I’ve never boasted about being brave and in light of some of the stories I’ve heard from folks who came to the U.S. from other countries, I know that there are varying degrees of what bravery really is.
I remember being 15-years old and being asked by my parents – in a good cop-bad cop way – if I was gay. The two people I feared most in life discovered evidence that pointed to my being gay and confronted me in an inquisition that ended with an ultimatum. My father insisted I give it up – being gay – or leave his home.
Even then, leaving the only home I’d ever known to live on the streets of NYC seemed like an easier prospect than denying who I was. It just seemed that I had finally taken a deep breath after having hands around my throat and allowing those hands to take hold again was unthinkable.

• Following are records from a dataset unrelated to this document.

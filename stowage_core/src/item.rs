//! Item lifecycle record.

use crate::geometry::{Aabb, Orientation};
use crate::ids::{ContainerId, ItemId};
use chrono::{DateTime, Utc};
use serde::{Deserialize, Serialize};

/// Where an item currently sits, once placed.
#[derive(Debug, Clone, PartialEq, Eq, Serialize, Deserialize)]
pub struct Placement {
    pub container: ContainerId,
    pub origin: (u32, u32, u32),
    pub orientation: Orientation,
}

impl Placement {
    /// The effective oriented box this placement occupies, given the
    /// item's base dimensions.
    pub fn aabb(&self, base_dims: (u32, u32, u32)) -> Aabb {
        Aabb::new(self.origin, self.orientation.effective_dims(base_dims))
    }
}

/// A stowed or stowable piece of cargo.
#[derive(Debug, Clone, PartialEq, Eq, Serialize, Deserialize)]
pub struct Item {
    pub id: ItemId,
    pub name: String,
    /// Base (unoriented) dimensions in centimeters.
    pub width: u32,
    pub depth: u32,
    pub height: u32,
    /// Mass in grams, kept integral like every other discretized quantity.
    pub mass_g: u64,
    /// Priority in `[0, 100]`.
    pub priority: u8,
    pub expiry: Option<DateTime<Utc>>,
    pub usage_limit: u32,
    pub remaining_uses: u32,
    pub preferred_zone: String,
    pub waste: bool,
    pub placement: Option<Placement>,
}

impl Item {
    pub fn base_dims(&self) -> (u32, u32, u32) {
        (self.width, self.depth, self.height)
    }

    pub fn volume(&self) -> u64 {
        self.width as u64 * self.depth as u64 * self.height as u64
    }

    /// The oriented box this item currently occupies.
    pub fn placed_aabb(&self) -> Option<Aabb> {
        self.placement.as_ref().map(|p| p.aabb(self.base_dims()))
    }

    /// `remaining_uses <= usage_limit && remaining_uses >= 0`.
    /// `remaining_uses` is unsigned so only the upper bound needs checking.
    pub fn usage_invariant_holds(&self) -> bool {
        self.remaining_uses <= self.usage_limit
    }

    /// Decrement the usage counter by one, saturating at zero, and mark
    /// waste. Waste is monotone, so this never clears the flag.
    /// Returns `true` if this decrement just depleted the item.
    pub fn decrement_usage(&mut self) -> bool {
        debug_assert!(self.usage_invariant_holds());
        if self.remaining_uses > 0 {
            self.remaining_uses -= 1;
        }
        let depleted = self.remaining_uses == 0 && !self.waste;
        if depleted {
            self.waste = true;
        }
        debug_assert!(self.usage_invariant_holds());
        depleted
    }

    /// Expiry sweep predicate.
    pub fn is_expired(&self, at: DateTime<Utc>) -> bool {
        matches!(self.expiry, Some(e) if e <= at)
    }
}

#[cfg(test)]
mod tests {
    use super::*;
    use quickcheck::{Arbitrary, Gen};
    use quickcheck_macros::quickcheck;
    use rand::Rng;

    fn item_with(usage_limit: u32, remaining_uses: u32, waste: bool) -> Item {
        Item {
            id: ItemId::from("I"),
            name: "I".to_string(),
            width: 5,
            depth: 5,
            height: 5,
            mass_g: 100,
            priority: 10,
            expiry: None,
            usage_limit,
            remaining_uses,
            preferred_zone: "Z".to_string(),
            waste,
            placement: None,
        }
    }

    #[derive(Clone, Debug)]
    struct ArbUsage {
        usage_limit: u32,
        decrements: u8,
    }

    impl Arbitrary for ArbUsage {
        fn arbitrary(g: &mut Gen) -> Self {
            ArbUsage {
                usage_limit: g.rng().gen_range(0..20),
                decrements: g.rng().gen_range(0..30),
            }
        }
    }

    /// Repeated decrements never take `remaining_uses` negative (it's
    /// unsigned, so this also means it never underflows), and once
    /// `waste` flips true it never flips back, regardless of how many
    /// more decrements follow.
    #[quickcheck]
    fn decrement_is_non_negative_and_waste_is_monotone(usage: ArbUsage) -> bool {
        let mut item = item_with(usage.usage_limit, usage.usage_limit, false);
        let mut waste_seen = false;
        for _ in 0..usage.decrements {
            item.decrement_usage();
            if item.waste {
                waste_seen = true;
            } else if waste_seen {
                return false;
            }
            if !item.usage_invariant_holds() {
                return false;
            }
        }
        true
    }

    #[test]
    fn decrement_usage_reports_depletion_exactly_once() {
        let mut item = item_with(1, 1, false);
        assert!(item.decrement_usage());
        assert_eq!(item.remaining_uses, 0);
        assert!(item.waste);
        assert!(!item.decrement_usage());
    }
}
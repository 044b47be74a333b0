//! Dense 1cm-resolution bitmap backend, one bit per interior cell —
//! sufficient for typical container sizes without the pointer chasing
//! of an interval tree.

use super::OccupancyIndex;
use crate::geometry::Aabb;
use crate::ids::ItemId;
use bitvec::vec::BitVec;
use std::collections::BTreeMap;

#[derive(Debug)]
pub struct BitmapIndex {
    interior: (u32, u32, u32),
    occupied: BitVec,
    items: BTreeMap<ItemId, Aabb>,
}

impl BitmapIndex {
    pub fn new(interior: (u32, u32, u32)) -> Self {
        let (w, d, h) = interior;
        let cells = w as usize * d as usize * h as usize;
        BitmapIndex {
            interior,
            occupied: BitVec::repeat(false, cells),
            items: BTreeMap::new(),
        }
    }

    fn cell(&self, x: u32, y: u32, z: u32) -> usize {
        let (w, d, _h) = self.interior;
        z as usize * (w as usize * d as usize) + y as usize * w as usize + x as usize
    }

    fn set_region(&mut self, aabb: &Aabb, value: bool) {
        for z in aabb.z..aabb.z + aabb.h {
            for y in aabb.y..aabb.y + aabb.d {
                for x in aabb.x..aabb.x + aabb.w {
                    let idx = self.cell(x, y, z);
                    self.occupied.set(idx, value);
                }
            }
        }
    }
}

impl OccupancyIndex for BitmapIndex {
    fn interior(&self) -> (u32, u32, u32) {
        self.interior
    }

    fn is_free(&self, region: &Aabb) -> bool {
        if !region.contains_within(self.interior) {
            return false;
        }
        for z in region.z..region.z + region.h {
            for y in region.y..region.y + region.d {
                for x in region.x..region.x + region.w {
                    if self.occupied[self.cell(x, y, z)] {
                        return false;
                    }
                }
            }
        }
        true
    }

    fn overlappers(&self, region: &Aabb) -> Vec<ItemId> {
        let mut hits: Vec<ItemId> = self
            .items
            .iter()
            .filter(|(_, aabb)| aabb.overlaps(region))
            .map(|(id, _)| id.clone())
            .collect();
        hits.sort();
        hits
    }

    fn insert(&mut self, item: ItemId, region: Aabb) {
        self.set_region(&region, true);
        self.items.insert(item, region);
    }

    fn remove(&mut self, item: &ItemId) -> Option<Aabb> {
        let region = self.items.remove(item)?;
        self.set_region(&region, false);
        Some(region)
    }

    fn iterate(&self) -> Vec<(ItemId, Aabb)> {
        self.items.iter().map(|(id, aabb)| (id.clone(), *aabb)).collect()
    }
}
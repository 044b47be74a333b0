//! Error taxonomy. One `thiserror` enum per subsystem with a
//! genuinely distinct failure mode, composed into [`StowageError`] via
//! `#[from]` so callers can match on a single type while subsystem code
//! still returns its own narrow error.

use crate::ids::{ContainerId, ItemId};
use thiserror::Error;

/// Validation failures caught before any mutation is attempted.
#[derive(Debug, Error, PartialEq, Eq)]
pub enum InvalidInputError {
    #[error("dimension must be non-negative, got {field} = {value}")]
    NegativeDimension { field: &'static str, value: i64 },
    #[error("duplicate item id {0} within one request")]
    DuplicateItemId(ItemId),
    #[error("duplicate container id {0} within one request")]
    DuplicateContainerId(ContainerId),
    #[error("malformed timestamp: {0}")]
    MalformedTimestamp(String),
}

/// Failures raised while attempting to place or move an item.
#[derive(Debug, Error, PartialEq, Eq)]
pub enum PlacementError {
    #[error("position for item {item} lies outside container {container}")]
    OutsideContainer { item: ItemId, container: ContainerId },
    #[error("position for item {item} overlaps existing item {other} in container {container}")]
    Overlaps {
        item: ItemId,
        other: ItemId,
        container: ContainerId,
    },
    #[error("container {0} is not empty and cannot be destroyed")]
    ContainerNotEmpty(ContainerId),
}

/// Failures raised while planning or executing a retrieval.
#[derive(Debug, Error, PartialEq, Eq)]
pub enum RetrievalError {
    #[error("no item matches id or name {0:?}")]
    NotFound(String),
    #[error("item {0} is not currently placed in any container")]
    NotPlaced(ItemId),
}

/// Failures surfaced by the store adapter.
#[derive(Debug, Error, PartialEq, Eq)]
pub enum StoreError {
    #[error("unknown item id {0}")]
    UnknownItem(ItemId),
    #[error("unknown container id {0}")]
    UnknownContainer(ContainerId),
    #[error("transaction on container {0} conflicted with a concurrent writer")]
    Conflict(ContainerId),
    #[error("backing store I/O failure: {0}")]
    Io(String),
}

/// The single error type returned by every core entry point.
#[derive(Debug, Error)]
pub enum StowageError {
    #[error(transparent)]
    InvalidInput(#[from] InvalidInputError),
    #[error(transparent)]
    Placement(#[from] PlacementError),
    #[error(transparent)]
    Retrieval(#[from] RetrievalError),
    #[error(transparent)]
    Store(#[from] StoreError),
    #[error("requested entity was not found: {0}")]
    NotFound(String),
    #[error("operation was cancelled")]
    Cancelled,
    #[error("internal error: {0}")]
    Internal(String),
}

pub type StowageResult<T> = Result<T, StowageError>;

The next three-to-four years of my life were difficult at best. I bounced from friend’s homes, to well-wishers to folks who will prey on children in the name of charity. I suffered indignities that I succeeded in repressing so far in my unconscious, that today, the very thought of speaking them out loud hurts my chest.
When I finally met my first partner, I endured a physically abusive relationship in the name of having a stable home. Dangled outside a 4-story window, precariously held by a belt loop from a car moving at 70 miles per hour and having my face slapped so hard I wished I’d passed out so that my nose didn’t hurt so bad – all in the name of normalcy.
Living my life as an out and proud gay man was a choice that came at a very high price. While I have an open mind toward folks who do not share a respect for diversity, I have a difficult time sitting back while someone is disrespected or treated inhumanely. Similarly, I cannot relate to someone who in adulthood struggles with coming to terms with who they are and living in their truth.
As my 40th birthday approaches, I’m filled with a sense of pride at how far I’ve come from that frightened 15-year old boy that was cast to the wolves. So many of the youngsters I remember sharing the street with are long gone, consumed by drugs, disease and despair. It is by God’s will that I’m here. It is by God’s will that I have the resilience to show bravery as the man HE created.
To my fallen friends who didn’t have the luxury of a fourth decade of life, I acknowledge that I’m here because of you. Your bravery taught me the skills to survive and, at times, you took the blows intended for me. Today, I can only live in pride and truth because the price of bravery is too high to squander on present day pleasantries.